The felt experience
It's not just sadness. It's heaviness. A pulling inward. The world dims and the body contracts: shoulders round, breathing shallows, movement slows. Everything requires effort that isn't available.
Depression has a posture. It has a physiology. And while the cognitive and emotional dimensions are real, the body's role is often underestimated.
What the body is doing
Depression frequently involves a dorsal vagal state, the nervous system's shutdown response. Energy is conserved, engagement is suppressed and the body enters a mode of withdrawal. Muscles become chronically tense in ways that reinforce the collapsed posture. The body's capacity for pleasure, motivation and connection is physiologically reduced.
What tends to help
Depression benefits from clinical support: talking therapy, and in some cases medication.
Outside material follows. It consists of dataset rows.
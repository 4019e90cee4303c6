// Registry service: business rules over the device registry
//
// Registration, heartbeat, transfer admission and the eviction sweep.
// One instance is built at startup and shared by Arc with the HTTP layer
// and the eviction task.

mod error;
mod eviction;

pub use error::TransferError;
pub use eviction::EvictionTask;

use chrono::Utc;
use std::net::SocketAddr;
use std::time::Duration;
use tracing::{debug, info, warn};

use crate::config::RegistrySettings;
use crate::metrics::Metrics;
use crate::registry::{Device, DeviceRegistry, RegistryStats, TransferRequest};

/// Trim an id for log lines; full ids are long hex digests.
pub(crate) fn short_id(id: &str) -> &str {
    match id.char_indices().nth(16) {
        Some((end, _)) => &id[..end],
        None => id,
    }
}

pub struct RegistryService {
    registry: DeviceRegistry,
    settings: RegistrySettings,
    metrics: Metrics,
}

impl RegistryService {
    pub fn new(settings: RegistrySettings, metrics: Metrics) -> Self {
        Self {
            registry: DeviceRegistry::new(),
            settings,
            metrics,
        }
    }

    /// Register a device, filling a missing public address from the
    /// address the request arrived on. Never fails.
    pub fn register_device(&self, mut device: Device, observed: Option<SocketAddr>) -> Device {
        if device.public_ip.is_empty() {
            if let Some(addr) = observed {
                device.public_ip = addr.to_string();
            }
        }

        let device = self.registry.register(device);
        info!(
            device = short_id(&device.device_id),
            license = %device.license_code,
            ip = %device.public_ip,
            "Device registered"
        );
        device
    }

    /// Returns false for unknown devices.
    pub fn device_heartbeat(&self, device_id: &str) -> bool {
        let alive = self.registry.heartbeat(device_id);
        if !alive {
            debug!(device = short_id(device_id), "Heartbeat from unknown device");
        }
        alive
    }

    pub fn license_holder(&self, license_code: &str) -> Option<Device> {
        self.registry.license_holder(license_code)
    }

    pub fn device(&self, device_id: &str) -> Option<Device> {
        self.registry.device(device_id)
    }

    pub fn stats(&self) -> RegistryStats {
        self.registry.stats()
    }

    pub fn metrics(&self) -> &Metrics {
        &self.metrics
    }

    /// Validate a transfer and, only if every check passes, make
    /// `to_device` the holder.
    ///
    /// Validation reads the holder and the write that follows are separate
    /// steps: two transfers of the same license racing against the same
    /// holder snapshot can both pass, and the later write wins.
    pub fn request_token_transfer(&self, request: &TransferRequest) -> Result<(), TransferError> {
        info!(
            from = short_id(&request.from_device),
            to = short_id(&request.to_device),
            license = %request.license_code,
            token = short_id(&request.token_id),
            "Token transfer requested"
        );

        if let Err(e) = self.validate_transfer(request) {
            warn!(
                license = %request.license_code,
                reason = e.kind(),
                "Token transfer denied: {}",
                e
            );
            self.metrics.transfer(e.kind());
            return Err(e);
        }

        self.registry
            .update_license_holder(&request.license_code, &request.to_device);
        self.metrics.transfer("approved");

        info!(
            license = %request.license_code,
            holder = short_id(&request.to_device),
            "Token transfer approved"
        );
        Ok(())
    }

    fn validate_transfer(&self, request: &TransferRequest) -> Result<(), TransferError> {
        let holder = self
            .registry
            .license_holder(&request.license_code)
            .ok_or_else(|| TransferError::LicenseNotFound(request.license_code.clone()))?;

        if holder.device_id != request.from_device {
            return Err(TransferError::HolderMismatch {
                from: request.from_device.clone(),
                license: request.license_code.clone(),
                holder: holder.device_id,
            });
        }

        let target = self
            .registry
            .device(&request.to_device)
            .ok_or_else(|| TransferError::TargetNotRegistered(request.to_device.clone()))?;

        if target.idle_for(Utc::now()) > self.settings.transfer_activity_window() {
            return Err(TransferError::TargetInactive(request.to_device.clone()));
        }

        if !request.token_data.is_empty() {
            validate_token_data(&request.token_data, &request.license_code)?;
        }

        Ok(())
    }

    /// Run one eviction pass and record it. Returns the number evicted.
    pub fn sweep_inactive(&self, timeout: Duration) -> usize {
        let evicted = self.registry.cleanup_inactive(timeout);
        self.metrics.evicted(evicted);
        if evicted > 0 {
            info!(count = evicted, "Evicted inactive devices");
        }
        evicted
    }
}

/// Coarse sanity check on an opaque token: it must mention the license.
///
/// Signature and trust-chain verification happen in the token engine on the
/// devices themselves; the registry never parses the token.
fn validate_token_data(token_data: &str, license_code: &str) -> Result<(), TransferError> {
    if !token_data.contains(license_code) {
        return Err(TransferError::TokenValidation(
            "token license code mismatch".to_string(),
        ));
    }
    Ok(())
}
TRE is not a replacement for these. It is a complementary body-based therapy that can support recovery by working with the physical dimension of depression.
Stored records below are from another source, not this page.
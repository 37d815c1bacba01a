// Copyright 2026 the Softmask Authors
// SPDX-License-Identifier: Apache-2.0 OR MIT

//! Tracing and diagnostics for the masking frame loop.
//!
//! This module provides a [`TraceSink`] trait with per-event methods that the
//! masking core calls at each stage. All method bodies default to no-ops, so
//! implementing only the events you care about is fine.
//!
//! [`Tracer`] wraps an optional `&mut dyn TraceSink`. When the `trace` feature
//! is **off**, every `Tracer` method compiles to nothing (zero overhead). When
//! **on**, each method performs a single `Option` branch before dispatching.
//!
//! Failures that the core absorbs (allocation errors, missing shader
//! variants, depth overflow) surface here as [`FallbackEvent`]s; nothing else
//! reports them.
//!
//! # Crate features
//!
//! - `trace`: enables the `Tracer` method bodies (one branch per call).
//! - `trace-rich` (implies `trace`): gates the per-frame dirty mask list.

use crate::error::ResourceError;
use crate::hierarchy::ElementId;
use crate::mask::MaskId;
use crate::resource::{BufferId, BufferSize, MaterialId};

// ---------------------------------------------------------------------------
// Enums
// ---------------------------------------------------------------------------

/// Which host callback is running.
#[derive(Clone, Copy, Debug, PartialEq, Eq, Hash)]
pub enum PhaseKind {
    /// Dirty collection, parent refresh, depth cache reset.
    BeforeRebuild,
    /// Buffer compositing.
    AfterRebuild,
}

/// What the compositor did with a dirty root.
#[derive(Clone, Copy, Debug, PartialEq, Eq, Hash)]
pub enum CompositeOutcome {
    /// Draw commands were submitted.
    Drawn,
    /// The root was off-screen; a previously drawn buffer was cleared.
    Cleared,
    /// The root was off-screen and its buffer was already empty.
    Skipped,
}

/// Buffer lifecycle transitions.
#[derive(Clone, Copy, Debug, PartialEq, Eq, Hash)]
pub enum BufferEventKind {
    /// A new buffer was created on the device.
    Allocated,
    /// An idle pooled buffer was handed out again.
    Reused,
    /// A buffer was returned to the pool.
    Released,
    /// A buffer was destroyed on the device.
    Destroyed,
}

/// Derived-material lifecycle transitions.
#[derive(Clone, Copy, Debug, PartialEq, Eq, Hash)]
pub enum MaterialEventKind {
    /// A new derived material was created.
    Derived,
    /// An existing derived material gained a reference.
    Shared,
    /// A reference was dropped.
    Released,
    /// The reference count reached zero and the material was destroyed.
    Destroyed,
    /// The material's buffer went away; it can no longer be looked up.
    Retired,
}

/// Why the core fell back to unmasked rendering.
#[derive(Clone, Copy, Debug, PartialEq, Eq)]
pub enum FallbackReason {
    /// The host failed to create a resource.
    Resource(ResourceError),
    /// The element is nested deeper than the buffer has channels.
    DepthExceeded {
        /// Absolute soft-mask depth the element would need.
        depth: u8,
    },
    /// The base material handle was [`MaterialId::NONE`].
    InvalidBaseMaterial,
}

// ---------------------------------------------------------------------------
// Event structs
// ---------------------------------------------------------------------------

/// Marks the beginning of a host callback.
#[derive(Clone, Copy, Debug)]
pub struct PhaseBeginEvent {
    /// Frame counter.
    pub frame_index: u64,
    /// Which phase is starting.
    pub phase: PhaseKind,
}

/// Marks the end of a host callback.
#[derive(Clone, Copy, Debug)]
pub struct PhaseEndEvent {
    /// Frame counter.
    pub frame_index: u64,
    /// Which phase is ending.
    pub phase: PhaseKind,
}

/// Emitted once per dirty root visited by the compositor.
#[derive(Clone, Copy, Debug)]
pub struct CompositeEvent {
    /// Frame counter.
    pub frame_index: u64,
    /// Root of the composited mask subtree.
    pub root: MaskId,
    /// Target buffer, if one could be allocated.
    pub buffer: Option<BufferId>,
    /// What happened.
    pub outcome: CompositeOutcome,
    /// Number of populated depth levels.
    pub levels: u8,
    /// Number of draw commands submitted.
    pub commands: u32,
}

/// Emitted on buffer pool transitions.
#[derive(Clone, Copy, Debug)]
pub struct BufferEvent {
    /// Transition kind.
    pub kind: BufferEventKind,
    /// Affected buffer.
    pub buffer: BufferId,
    /// Buffer dimensions.
    pub size: BufferSize,
}

/// Emitted on derived-material cache transitions.
#[derive(Clone, Copy, Debug)]
pub struct MaterialEvent {
    /// Transition kind.
    pub kind: MaterialEventKind,
    /// Packed cache key.
    pub key: u128,
    /// Derived material handle.
    pub material: MaterialId,
    /// Reference count after the transition.
    pub ref_count: u32,
}

/// Emitted whenever the core degrades to unmasked rendering.
#[derive(Clone, Copy, Debug)]
pub struct FallbackEvent {
    /// Why.
    pub reason: FallbackReason,
    /// The element being resolved, if any.
    pub element: Option<ElementId>,
    /// The mask involved, if any.
    pub mask: Option<MaskId>,
}

// ---------------------------------------------------------------------------
// TraceSink trait
// ---------------------------------------------------------------------------

/// Receives trace events from the masking core.
///
/// All methods have default no-op implementations, so you only need to
/// override the events you care about.
pub trait TraceSink {
    /// Called at the beginning of a host callback.
    fn on_phase_begin(&mut self, e: &PhaseBeginEvent) {
        _ = e;
    }

    /// Called at the end of a host callback.
    fn on_phase_end(&mut self, e: &PhaseEndEvent) {
        _ = e;
    }

    /// Called for every dirty root the compositor visits.
    fn on_composite(&mut self, e: &CompositeEvent) {
        _ = e;
    }

    /// Called on buffer pool transitions.
    fn on_buffer(&mut self, e: &BufferEvent) {
        _ = e;
    }

    /// Called on derived-material cache transitions.
    fn on_material(&mut self, e: &MaterialEvent) {
        _ = e;
    }

    /// Called when the core falls back to unmasked rendering.
    fn on_fallback(&mut self, e: &FallbackEvent) {
        _ = e;
    }

    /// Called with the masks found dirty this frame (requires `trace-rich`).
    #[cfg(feature = "trace-rich")]
    fn on_dirty_masks(&mut self, frame_index: u64, masks: &[MaskId]) {
        _ = (frame_index, masks);
    }
}

// ---------------------------------------------------------------------------
// NoopSink
// ---------------------------------------------------------------------------

/// A [`TraceSink`] that discards all events.
#[derive(Clone, Copy, Debug, Default)]
pub struct NoopSink;

impl TraceSink for NoopSink {}

// ---------------------------------------------------------------------------
// Tracer wrapper
// ---------------------------------------------------------------------------

/// Thin wrapper around an optional [`TraceSink`].
///
/// When the `trace` feature is **off**, every method compiles to nothing. When
/// **on**, each method checks the inner `Option` (one branch) before
/// dispatching to the sink.
pub struct Tracer<'a> {
    #[cfg(feature = "trace")]
    sink: Option<&'a mut dyn TraceSink>,
    #[cfg(not(feature = "trace"))]
    _marker: core::marker::PhantomData<&'a mut dyn TraceSink>,
}

impl core::fmt::Debug for Tracer<'_> {
    fn fmt(&self, f: &mut core::fmt::Formatter<'_>) -> core::fmt::Result {
        f.debug_struct("Tracer").finish_non_exhaustive()
    }
}

impl<'a> Tracer<'a> {
    /// Creates a tracer that dispatches to the given sink.
    #[inline]
    #[must_use]
    pub fn new(sink: &'a mut dyn TraceSink) -> Self {
        #[cfg(feature = "trace")]
        {
            Self { sink: Some(sink) }
        }
        #[cfg(not(feature = "trace"))]
        {
            _ = sink;
            Self {
                _marker: core::marker::PhantomData,
            }
        }
    }

    /// Creates a tracer that discards all events.
    #[inline]
    #[must_use]
    pub fn none() -> Self {
        #[cfg(feature = "trace")]
        {
            Self { sink: None }
        }
        #[cfg(not(feature = "trace"))]
        {
            Self {
                _marker: core::marker::PhantomData,
            }
        }
    }

    /// Emits a [`PhaseBeginEvent`].
    #[inline]
    pub fn phase_begin(&mut self, e: &PhaseBeginEvent) {
        #[cfg(feature = "trace")]
        if let Some(s) = &mut self.sink {
            s.on_phase_begin(e);
        }
        #[cfg(not(feature = "trace"))]
        {
            _ = e;
        }
    }

    /// Emits a [`PhaseEndEvent`].
    #[inline]
    pub fn phase_end(&mut self, e: &PhaseEndEvent) {
        #[cfg(feature = "trace")]
        if let Some(s) = &mut self.sink {
            s.on_phase_end(e);
        }
        #[cfg(not(feature = "trace"))]
        {
            _ = e;
        }
    }

    /// Emits a [`CompositeEvent`].
    #[inline]
    pub fn composite(&mut self, e: &CompositeEvent) {
        #[cfg(feature = "trace")]
        if let Some(s) = &mut self.sink {
            s.on_composite(e);
        }
        #[cfg(not(feature = "trace"))]
        {
            _ = e;
        }
    }

    /// Emits a [`BufferEvent`].
    #[inline]
    pub fn buffer(&mut self, e: &BufferEvent) {
        #[cfg(feature = "trace")]
        if let Some(s) = &mut self.sink {
            s.on_buffer(e);
        }
        #[cfg(not(feature = "trace"))]
        {
            _ = e;
        }
    }

    /// Emits a [`MaterialEvent`].
    #[inline]
    pub fn material(&mut self, e: &MaterialEvent) {
        #[cfg(feature = "trace")]
        if let Some(s) = &mut self.sink {
            s.on_material(e);
        }
        #[cfg(not(feature = "trace"))]
        {
            _ = e;
        }
    }

    /// Emits a [`FallbackEvent`].
    #[inline]
    pub fn fallback(&mut self, e: &FallbackEvent) {
        #[cfg(feature = "trace")]
        if let Some(s) = &mut self.sink {
            s.on_fallback(e);
        }
        #[cfg(not(feature = "trace"))]
        {
            _ = e;
        }
    }

    /// Emits the dirty mask list (requires `trace-rich` feature).
    #[cfg(feature = "trace-rich")]
    #[inline]
    pub fn dirty_masks(&mut self, frame_index: u64, masks: &[MaskId]) {
        if let Some(s) = &mut self.sink {
            s.on_dirty_masks(frame_index, masks);
        }
    }
}

// ---------------------------------------------------------------------------
// Tests
// ---------------------------------------------------------------------------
By gently activating the body's tremor mechanism, TRE can help shift the nervous system out of dorsal shutdown and towards states of greater engagement and vitality.
What TRE looks like for depression
Individual sessions are recommended. The work is gentle and paced to your capacity. Some sessions may feel like very little is happening, and that's fine. The body is rebuilding, not performing. Over time, there's often a gradual lifting: more energy, more range of feeling, more willingness to engage.
Please discuss adding TRE to your care with your GP or therapist if you are currently being treated for depression.